La debacle de Irak. la caída de Saigón al final de la guerra de Vietnam, la Bahía de Cochinos, la fallida invasión de Cuba... Se puede debatir qué lugar ocupa exactamente el colapso de Afganistán en la lista de desastres militares y de política exterior estadounidenses. Pero hay algo que ya es seguro: lo ocurrido esta semana se trata de un gran revés que socavará la credibilidad de Estados Unidos durante los próximos años. Sin embargo, ahora viene el verdadero problema. Esto no va a terminar aquí. La economía será la próxima gran catástrofe de la cada vez más caótica Presidencia de Joe Biden.
Puede que haya sido un error para Estados Unidos, y por supuesto para su aliado Reino Unido, imaginar que podrían reconstruir Afganistán por la fuerza. Aun así, la caótica salida del país, que devolvió el poder a los talibanes en cuestión de días, difícilmente podría haberse gestionado de forma más inepta. A los mercados no les importará mucho lo que ocurra en Kabul en los próximos días. Afganistán es insignificante en la economía mundial.
Y sin embargo, la caótica retirada revela una Casa Blanca débil, ineficaz e incoherente. Y, lo que es más importante, las políticas económicas del presidente Biden son igual de irreales.
Gasto público disparado
Basta con echar un vistazo a algunas de las pruebas. El gasto se ha llevado a niveles inauditos. Justo después de asumir el cargo, el presidente lanzó un paquete de estímulo de 1,9 billones de dólares, despachando dinero gratis a todos los ciudadanos estadounidenses, y engordando un déficit una deuda que ya eran peligrosamente altos bajo la Presidencia de Donald Trump.

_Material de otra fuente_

//! Monthly payroll runs and their line items.
//!
//! # Lifecycle
//!
//! ```text
//! DRAFT ──calculate──► CALCULATED ──approve──► APPROVED ──pay──► PAID
//!   │                    │  ▲ (recalculate)       │
//!   └────────────────────┴──┴────cancel───────────┴──► CANCELLED
//! ```

use chrono::{DateTime, Datelike, NaiveDate, Utc};
use serde::{Deserialize, Serialize};
use sqlx::FromRow;
use uuid::Uuid;

use crate::error::AppError;
use crate::models::loan::{Deduction, Loan, LoanStatus};

string_enum! {
    pub enum PayrollStatus {
        Draft => "DRAFT",
        Calculated => "CALCULATED",
        Approved => "APPROVED",
        Paid => "PAID",
        Cancelled => "CANCELLED",
    }
}

string_enum! {
    pub enum PayrollItemType {
        BaseSalary => "BASE_SALARY",
        Deduction => "DEDUCTION",
        LoanInstallment => "LOAN_INSTALLMENT",
    }
}

#[derive(Debug, Clone, FromRow, Serialize)]
pub struct Payroll {
    pub id: Uuid,
    #[serde(skip_serializing)]
    pub tenant_id: Uuid,
    pub reference_month: i32,
    pub reference_year: i32,
    pub status: PayrollStatus,
    pub total_gross_cents: i64,
    pub total_deductions_cents: i64,
    pub total_net_cents: i64,
    pub calculated_by: Option<Uuid>,
    pub calculated_at: Option<DateTime<Utc>>,
    pub approved_by: Option<Uuid>,
    pub approved_at: Option<DateTime<Utc>>,
    pub paid_at: Option<DateTime<Utc>>,
    pub cancelled_at: Option<DateTime<Utc>>,
    pub created_at: DateTime<Utc>,
    pub updated_at: DateTime<Utc>,
}

#[derive(Debug, Clone, FromRow, Serialize)]
pub struct PayrollItem {
    pub id: Uuid,
    #[serde(skip_serializing)]
    pub tenant_id: Uuid,
    pub payroll_id: Uuid,
    pub employee_id: Uuid,
    pub item_type: PayrollItemType,
    pub description: String,
    pub amount_cents: i64,
    pub is_deduction: bool,
    /// Loan or deduction this line settles.
    pub reference_id: Option<Uuid>,
}

tenant_record!(Payroll, PayrollItem);

impl Payroll {
    pub fn new(tenant_id: Uuid, month: i32, year: i32) -> Result<Self, AppError> {
        if !(1..=12).contains(&month) {
            return Err(AppError::bad_request("Reference month must be between 1 and 12"));
        }
        if !(2000..=2100).contains(&year) {
            return Err(AppError::bad_request(
                "Reference year must be between 2000 and 2100",
            ));
        }

        let now = Utc::now();
        Ok(Self {
            id: Uuid::new_v4(),
            tenant_id,
            reference_month: month,
            reference_year: year,
            status: PayrollStatus::Draft,
            total_gross_cents: 0,
            total_deductions_cents: 0,
            total_net_cents: 0,
            calculated_by: None,
            calculated_at: None,
            approved_by: None,
            approved_at: None,
            paid_at: None,
            cancelled_at: None,
            created_at: now,
            updated_at: now,
        })
    }

    /// Last calendar day of the reference month.
    pub fn period_end(&self) -> NaiveDate {
        let (year, month) = if self.reference_month == 12 {
            (self.reference_year + 1, 1)
        } else {
            (self.reference_year, self.reference_month + 1)
        };
        NaiveDate::from_ymd_opt(year, month as u32, 1)
            .and_then(|d| d.pred_opt())
            .unwrap_or(NaiveDate::MAX)
    }

    /// First calendar day of the reference month.
    pub fn period_start(&self) -> NaiveDate {
        let end = self.period_end();
        end.with_day(1).unwrap_or(end)
    }

    /// Store calculated items' totals. Allowed from DRAFT or CALCULATED (recalculation).
    pub fn apply_calculation(&mut self, items: &[PayrollItem], by: Uuid) -> Result<(), AppError> {
        if !matches!(self.status, PayrollStatus::Draft | PayrollStatus::Calculated) {
            return Err(AppError::BadRequest(format!(
                "Payroll in status {} cannot be calculated",
                self.status
            )));
        }

        let gross: i64 = items
            .iter()
            .filter(|i| !i.is_deduction)
            .map(|i| i.amount_cents)
            .sum();
        let deductions: i64 = items
            .iter()
            .filter(|i| i.is_deduction)
            .map(|i| i.amount_cents)
            .sum();

        let now = Utc::now();
        self.total_gross_cents = gross;
        self.total_deductions_cents = deductions;
        self.total_net_cents = gross - deductions;
        self.calculated_by = Some(by);
        self.calculated_at = Some(now);
        self.status = PayrollStatus::Calculated;
        self.updated_at = now;
        Ok(())
    }

    pub fn approve(&mut self, by: Uuid) -> Result<(), AppError> {
        if self.status != PayrollStatus::Calculated {
            return Err(AppError::bad_request(
                "Only calculated payrolls can be approved",
            ));
        }
        let now = Utc::now();
        self.status = PayrollStatus::Approved;
        self.approved_by = Some(by);
        self.approved_at = Some(now);
        self.updated_at = now;
        Ok(())
    }

    pub fn pay(&mut self) -> Result<(), AppError> {
        if self.status != PayrollStatus::Approved {
            return Err(AppError::bad_request("Only approved payrolls can be paid"));
        }
        let now = Utc::now();
        self.status = PayrollStatus::Paid;
        self.paid_at = Some(now);
        self.updated_at = now;
        Ok(())
    }

    pub fn cancel(&mut self) -> Result<(), AppError> {
        match self.status {
            PayrollStatus::Paid => Err(AppError::bad_request("Paid payrolls cannot be cancelled")),
            PayrollStatus::Cancelled => {
                Err(AppError::bad_request("Payroll is already cancelled"))
            }
            _ => {
                let now = Utc::now();
                self.status = PayrollStatus::Cancelled;
                self.cancelled_at = Some(now);
                self.updated_at = now;
                Ok(())
            }
        }
    }
}

impl PayrollItem {
    pub fn new(
        payroll: &Payroll,
        employee_id: Uuid,
        item_type: PayrollItemType,
        description: String,
        amount_cents: i64,
        reference_id: Option<Uuid>,
    ) -> Self {
        Self {
            id: Uuid::new_v4(),
            tenant_id: payroll.tenant_id,
            payroll_id: payroll.id,
            employee_id,
            item_type,
            description,
            amount_cents,
            is_deduction: item_type != PayrollItemType::BaseSalary,
            reference_id,
        }
    }
}

/// Apply a paid payroll to the loans and deductions its items reference.
///
/// Each LOAN_INSTALLMENT item registers one payment on its loan and each
/// DEDUCTION item advances its deduction. Loans that were cancelled or paid
/// off since the calculation are left untouched. Returns the ids of the rows
/// that changed.
pub fn settle_items(
    items: &[PayrollItem],
    loans: &mut [Loan],
    deductions: &mut [Deduction],
) -> (Vec<Uuid>, Vec<Uuid>) {
    let mut touched_loans = Vec::new();
    let mut touched_deductions = Vec::new();

    for item in items {
        let Some(reference) = item.reference_id else {
            continue;
        };
        match item.item_type {
            PayrollItemType::LoanInstallment => {
                if let Some(loan) = loans
                    .iter_mut()
                    .find(|l| l.id == reference && l.status == LoanStatus::Active)
                {
                    if loan.register_payment().is_ok() {
                        touched_loans.push(loan.id);
                    }
                }
            }
            PayrollItemType::Deduction => {
                if let Some(deduction) = deductions
                    .iter_mut()
                    .find(|d| d.id == reference && d.is_active)
                {
                    deduction.advance();
                    touched_deductions.push(deduction.id);
                }
            }
            PayrollItemType::BaseSalary => {}
        }
    }

    (touched_loans, touched_deductions)
}

#[derive(Debug, Serialize)]
pub struct PayrollDetail {
    #[serde(flatten)]
    pub payroll: Payroll,
    pub items: Vec<PayrollItem>,
}

#[derive(Debug, Deserialize)]
pub struct CreatePayrollRequest {
    pub reference_month: i32,
    pub reference_year: i32,
}

#[derive(Debug, Default, Deserialize)]
pub struct PayrollFilter {
    pub reference_year: Option<i32>,
    pub status: Option<PayrollStatus>,
}

#[cfg(test)]
mod tests {
    use super::*;

    fn payroll() -> Payroll {
        Payroll::new(Uuid::new_v4(), 2, 2024).unwrap()
    }

    #[test]
    fn rejects_invalid_reference() {
        assert!(Payroll::new(Uuid::new_v4(), 13, 2024).is_err());
        assert!(Payroll::new(Uuid::new_v4(), 0, 2024).is_err());
        assert!(Payroll::new(Uuid::new_v4(), 5, 1999).is_err());
    }

    #[test]
    fn period_bounds() {
        let p = payroll();
        assert_eq!(p.period_start(), NaiveDate::from_ymd_opt(2024, 2, 1).unwrap());
        assert_eq!(p.period_end(), NaiveDate::from_ymd_opt(2024, 2, 29).unwrap());

        let december = Payroll::new(Uuid::new_v4(), 12, 2024).unwrap();
        assert_eq!(
            december.period_end(),
            NaiveDate::from_ymd_opt(2024, 12, 31).unwrap()
        );
    }

    #[test]
    fn calculation_totals() {
        let mut p = payroll();
        let employee = Uuid::new_v4();
        let items = vec![
            PayrollItem::new(&p, employee, PayrollItemType::BaseSalary, "Salary".into(), 500_000, None),
            PayrollItem::new(&p, employee, PayrollItemType::Deduction, "Union".into(), 5_000, None),
            PayrollItem::new(&p, employee, PayrollItemType::LoanInstallment, "Loan".into(), 20_000, None),
        ];
        p.apply_calculation(&items, Uuid::new_v4()).unwrap();
        assert_eq!(p.total_gross_cents, 500_000);
        assert_eq!(p.total_deductions_cents, 25_000);
        assert_eq!(p.total_net_cents, 475_000);
        assert_eq!(p.status, PayrollStatus::Calculated);

        // recalculation is allowed
        p.apply_calculation(&items[..1], Uuid::new_v4()).unwrap();
        assert_eq!(p.total_net_cents, 500_000);
    }

    #[test]
    fn transitions_follow_the_lifecycle() {
        let mut p = payroll();
        let user = Uuid::new_v4();
        assert!(p.approve(user).is_err());
        assert!(p.pay().is_err());

        p.apply_calculation(&[], user).unwrap();
        p.approve(user).unwrap();
        assert!(p.apply_calculation(&[], user).is_err());
        p.pay().unwrap();
        assert_eq!(p.status, PayrollStatus::Paid);
        assert!(p.cancel().is_err());
    }

    #[test]
    fn cancel_from_open_states() {
        let mut draft = payroll();
        draft.cancel().unwrap();
        assert_eq!(draft.status, PayrollStatus::Cancelled);
        assert!(draft.cancel().is_err());

        let mut approved = payroll();
        approved.apply_calculation(&[], Uuid::new_v4()).unwrap();
        approved.approve(Uuid::new_v4()).unwrap();
        approved.cancel().unwrap();
        assert!(approved.cancelled_at.is_some());
    }

    #[test]
    fn settlement_pays_loans_and_advances_deductions() {
        use crate::models::loan::{CreateDeductionRequest, CreateLoanRequest};

        let p = payroll();
        let employee = Uuid::new_v4();
        let loan = Loan::new(
            p.tenant_id,
            CreateLoanRequest {
                employee_id: employee,
                description: "Advance".into(),
                principal_cents: 30_000,
                installment_count: 3,
                start_date: NaiveDate::from_ymd_opt(2024, 1, 1).unwrap(),
            },
        )
        .unwrap();
        let deduction = Deduction::new(
            p.tenant_id,
            CreateDeductionRequest {
                employee_id: employee,
                name: "Fine".into(),
                amount_cents: 1_000,
                is_recurring: false,
                total_installments: None,
                effective_date: NaiveDate::from_ymd_opt(2024, 1, 1).unwrap(),
            },
        )
        .unwrap();
        let items = vec![
            PayrollItem::new(&p, employee, PayrollItemType::BaseSalary, "Salary".into(), 100_000, None),
            PayrollItem::new(&p, employee, PayrollItemType::LoanInstallment, "Loan".into(), 10_000, Some(loan.id)),
            PayrollItem::new(&p, employee, PayrollItemType::Deduction, "Fine".into(), 1_000, Some(deduction.id)),
        ];

        let mut loans = vec![loan];
        let mut deductions = vec![deduction];
        let (l, d) = settle_items(&items, &mut loans, &mut deductions);
        assert_eq!(l.len(), 1);
        assert_eq!(d.len(), 1);
        assert_eq!(loans[0].outstanding_cents, 20_000);
        assert!(!deductions[0].is_active);
    }
}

Biden ha ahondado esa tendencia con otro billón de dólares -se ve que los billones continúan sumándose con gran facilidad llegados a cierto punto- para proyectos de infraestructura, algunos de los cuales pueden valer la pena, pero muchos de los cuales se encontrarán con los sobrecostes y retrasos que típicamente acompañan a este tipo de programas masivos de estímulo fiscal.
La Administración de Biden se está apresurando a impulsar la energía verde que, si bien es perfectamente valiosa en sí misma, es probable que mine la base industrial de Estados Unidos con el aumento de los costes, al tiempo que conduce a un exceso de oferta masiva de productos como las baterías para coches eléctricos, aún muy poco extendidos en ese país.
En su intento de pagarlo todo con dinero público, y de anotarse algunos tantos con la facción más izquierdista del Partido Demócrata, Biden ha subido los impuestos a las empresas hasta niveles muy superiores a los de la mayoría de sus principales competidores (los ha puesto en el mismo tipo impositivo que Francia, pero previendo menos deducciones) y ha aumentado los impuestos a los ricos.
Su plan de un impuesto mínimo global crea una camisa de fuerza que obligará a aumentar los tipos impositivos en todo el mundo. Mientras tanto, las empresas estadounidenses más competitivas -los gigantes tecnológicos que han sostenido prácticamente solos el crecimiento de EEUU durante las dos últimas décadas- se enfrentan a un ataque regulatorio sistemático justificado solamente en el tamaño e estas multinacionales, incapaz de demostrar que estas compañías realmente atenten contra la competencia.
Un Estado hipertrofiado
Hay un tema común en todo esto. La Administración Biden se ha embarcado en una carrera hacia un Estado cada vez más grande, con más control gubernamental sobre todos los aspectos de la economía y la sociedad. En sí mismo, eso ya era preocupante. Un Estado más grande -quién lo iba a decir- no suele ser más eficaz.
Pero el fiasco de Afganistán ha ilustrado que las personas que lo dirigen son completamente ineptas, con poca inteligencia, escasa planificación y ninguna señal de liderazgo.
Seguro que habrá un despertar económico temporal, mientras el país se recupera de la epidemia del Covid, y el dinero del plan de estímulo riega la economía. Pero Biden provocará otra crisis en poco tiempo. No será tan dramática como la caída de Kabul, pero se revelará igualmente perjudicial, o incluso probablemente más.